*Task goal:* Transcription should be exact. Include all entries.

*Dataset entries:*
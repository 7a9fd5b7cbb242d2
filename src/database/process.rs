//! Running external database utilities with a wall-clock timeout and a
//! bounded stderr capture.

use std::process::{ExitStatus, Stdio};
use std::time::Duration;

use tokio::io::{AsyncRead, AsyncReadExt};
use tokio::process::Command;

/// Maximum number of stderr bytes kept from a child process (10 MiB)
pub const MAX_STDERR_BYTES: u64 = 10 * 1024 * 1024;

/// Output of a finished child process
#[derive(Debug)]
pub struct ProcessOutput {
    pub status: ExitStatus,
    /// Captured stderr, truncated to the configured limit
    pub stderr: String,
}

/// Why a child process did not produce an output
#[derive(Debug, thiserror::Error)]
pub enum ProcessError {
    #[error("failed to spawn {program}: {source}")]
    Spawn {
        program: String,
        #[source]
        source: std::io::Error,
    },

    #[error("{program} timed out after {}s", .timeout.as_secs())]
    TimedOut { program: String, timeout: Duration },

    #[error("failed waiting for {program}: {source}")]
    Wait {
        program: String,
        #[source]
        source: std::io::Error,
    },
}

/// Spawn `command` and wait for it to exit, killing it once `timeout` elapses.
///
/// Stdout is discarded. Stderr is drained for the whole lifetime of the child
/// so a chatty process never blocks on a full pipe, but only the first
/// `stderr_limit` bytes are kept.
pub async fn run_with_timeout(
    mut command: Command,
    timeout: Duration,
    stderr_limit: u64,
) -> Result<ProcessOutput, ProcessError> {
    let program = command.as_std().get_program().to_string_lossy().into_owned();

    command
        .stdin(Stdio::null())
        .stdout(Stdio::null())
        .stderr(Stdio::piped())
        .kill_on_drop(true);

    let mut child = command.spawn().map_err(|source| ProcessError::Spawn {
        program: program.clone(),
        source,
    })?;

    let stderr_task = child
        .stderr
        .take()
        .map(|stderr| tokio::spawn(read_bounded(stderr, stderr_limit)));

    let waited = tokio::time::timeout(timeout, child.wait()).await;
    let status = match waited {
        Ok(Ok(status)) => status,
        Ok(Err(source)) => return Err(ProcessError::Wait { program, source }),
        Err(_) => {
            let _ = child.kill().await;
            return Err(ProcessError::TimedOut { program, timeout });
        }
    };

    let stderr = match stderr_task {
        Some(task) => task.await.unwrap_or_default(),
        None => Vec::new(),
    };

    Ok(ProcessOutput {
        status,
        stderr: String::from_utf8_lossy(&stderr).into_owned(),
    })
}

async fn read_bounded<R: AsyncRead + Unpin>(mut reader: R, limit: u64) -> Vec<u8> {
    let mut captured = Vec::new();
    let _ = (&mut reader).take(limit).read_to_end(&mut captured).await;
    // Keep draining so the child never blocks writing to a full pipe.
    let _ = tokio::io::copy(&mut reader, &mut tokio::io::sink()).await;
    captured
}

#[cfg(all(test, unix))]
mod tests {
    use super::*;

    fn shell(script: &str) -> Command {
        let mut command = Command::new("sh");
        command.arg("-c").arg(script);
        command
    }

    #[tokio::test]
    async fn test_captures_status_and_stderr() {
        let output = run_with_timeout(shell("echo warning >&2; exit 3"), Duration::from_secs(10), MAX_STDERR_BYTES)
            .await
            .unwrap();

        assert_eq!(output.status.code(), Some(3));
        assert_eq!(output.stderr.trim(), "warning");
    }

    #[tokio::test]
    async fn test_stderr_is_truncated_to_limit() {
        let output = run_with_timeout(
            shell("for i in 1 2 3 4 5 6 7 8 9 10; do echo 0123456789 >&2; done"),
            Duration::from_secs(10),
            16,
        )
        .await
        .unwrap();

        assert!(output.status.success());
        assert_eq!(output.stderr.len(), 16);
    }

    #[tokio::test]
    async fn test_times_out() {
        let err = run_with_timeout(shell("sleep 5"), Duration::from_millis(100), MAX_STDERR_BYTES)
            .await
            .unwrap_err();

        assert!(matches!(err, ProcessError::TimedOut { .. }));
    }

    #[tokio::test]
    async fn test_missing_program_fails_to_spawn() {
        let err = run_with_timeout(
            Command::new("/nonexistent/pg_dump"),
            Duration::from_secs(1),
            MAX_STDERR_BYTES,
        )
        .await
        .unwrap_err();

        assert!(matches!(err, ProcessError::Spawn { .. }));
    }
}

*Worked solution:*
repository 7a9fd5b7cbb242d2
filename src/database/process.rs
//! Running external database utilities with a wall-clock timeout and a
//! bounded stderr capture.

use std::process::{ExitStatus, Stdio};
use std::time::Duration;

use tokio::io::{AsyncRead, AsyncReadExt};
use tokio::process::Command;

/// Maximum number of stderr bytes kept from a child process (10 MiB)
pub const MAX_STDERR_BYTES: u64 = 10 * 1024 * 1024;

/// Output of a finished child process
#[derive(Debug)]
pub struct ProcessOutput {
    pub status: ExitStatus,
    /// Captured stderr, truncated to the configured limit
    pub stderr: String,
}

/// Why a child process did not produce an output
#[derive(Debug, thiserror::Error)]
pub enum ProcessError {
    #[error("failed to spawn {program}: {source}")]
    Spawn {
        program: String,
        #[source]
        source: std::io::Error,
    },

    #[error("{program} timed out after {}s", .timeout.as_secs())]
    TimedOut { program: String, timeout: Duration },

    #[error("failed waiting for {program}: {source}")]
    Wait {
        program: String,
        #[source]
        source: std::io::Error,
    },
}

/// Spawn `command` and wait for it to exit, killing it once `timeout` elapses.
///
/// Stdout is discarded. Stderr is drained for the whole lifetime of the child
/// so a chatty process never blocks on a full pipe, but only the first
/// `stderr_limit` bytes are kept.
pub async fn run_with_timeout(
    mut command: Command,
    timeout: Duration,
    stderr_limit: u64,
) -> Result<ProcessOutput, ProcessError> {
    let program = command.as_std().get_program().to_string_lossy().into_owned();

    command
        .stdin(Stdio::null())
        .stdout(Stdio::null())
        .stderr(Stdio::piped())
        .kill_on_drop(true);

    let mut child = command.spawn().map_err(|source| ProcessError::Spawn {
        program: program.clone(),
        source,
    })?;

    let stderr_task = child
        .stderr
        .take()
        .map(|stderr| tokio::spawn(read_bounded(stderr, stderr_limit)));

    let waited = tokio::time::timeout(timeout, child.wait()).await;
    let status = match waited {
        Ok(Ok(status)) => status,
        Ok(Err(source)) => return Err(ProcessError::Wait { program, source }),
        Err(_) => {
            let _ = child.kill().await;
            return Err(ProcessError::TimedOut { program, timeout });
        }
    };

    let stderr = match stderr_task {
        Some(task) => task.await.unwrap_or_default(),
        None => Vec::new(),
    };

    Ok(ProcessOutput {
        status,
        stderr: String::from_utf8_lossy(&stderr).into_owned(),
    })
}

async fn read_bounded<R: AsyncRead + Unpin>(mut reader: R, limit: u64) -> Vec<u8> {
    let mut captured = Vec::new();
    let _ = (&mut reader).take(limit).read_to_end(&mut captured).await;
    // Keep draining so the child never blocks writing to a full pipe.
    let _ = tokio::io::copy(&mut reader, &mut tokio::io::sink()).await;
    captured
}

#[cfg(all(test, unix))]
mod tests {
    use super::*;

    fn shell(script: &str) -> Command {
        let mut command = Command::new("sh");
        command.arg("-c").arg(script);
        command
    }

    #[tokio::test]
    async fn test_captures_status_and_stderr() {
        let output = run_with_timeout(shell("echo warning >&2; exit 3"), Duration::from_secs(10), MAX_STDERR_BYTES)
            .await
            .unwrap();

        assert_eq!(output.status.code(), Some(3));
        assert_eq!(output.stderr.trim(), "warning");
    }

    #[tokio::test]
    async fn test_stderr_is_truncated_to_limit() {
        let output = run_with_timeout(
            shell("for i in 1 2 3 4 5 6 7 8 9 10; do echo 0123456789 >&2; done"),
            Duration::from_secs(10),
            16,
        )
        .await
        .unwrap();

        assert!(output.status.success());
        assert_eq!(output.stderr.len(), 16);
    }

    #[tokio::test]
    async fn test_times_out() {
        let err = run_with_timeout(shell("sleep 5"), Duration::from_millis(100), MAX_STDERR_BYTES)
            .await
            .unwrap_err();

        assert!(matches!(err, ProcessError::TimedOut { .. }));
    }

    #[tokio::test]
    async fn test_missing_program_fails_to_spawn() {
        let err = run_with_timeout(
            Command::new("/nonexistent/pg_dump"),
            Duration::from_secs(1),
            MAX_STDERR_BYTES,
        )
        .await
        .unwrap_err();

        assert!(matches!(err, ProcessError::Spawn { .. }));
    }
}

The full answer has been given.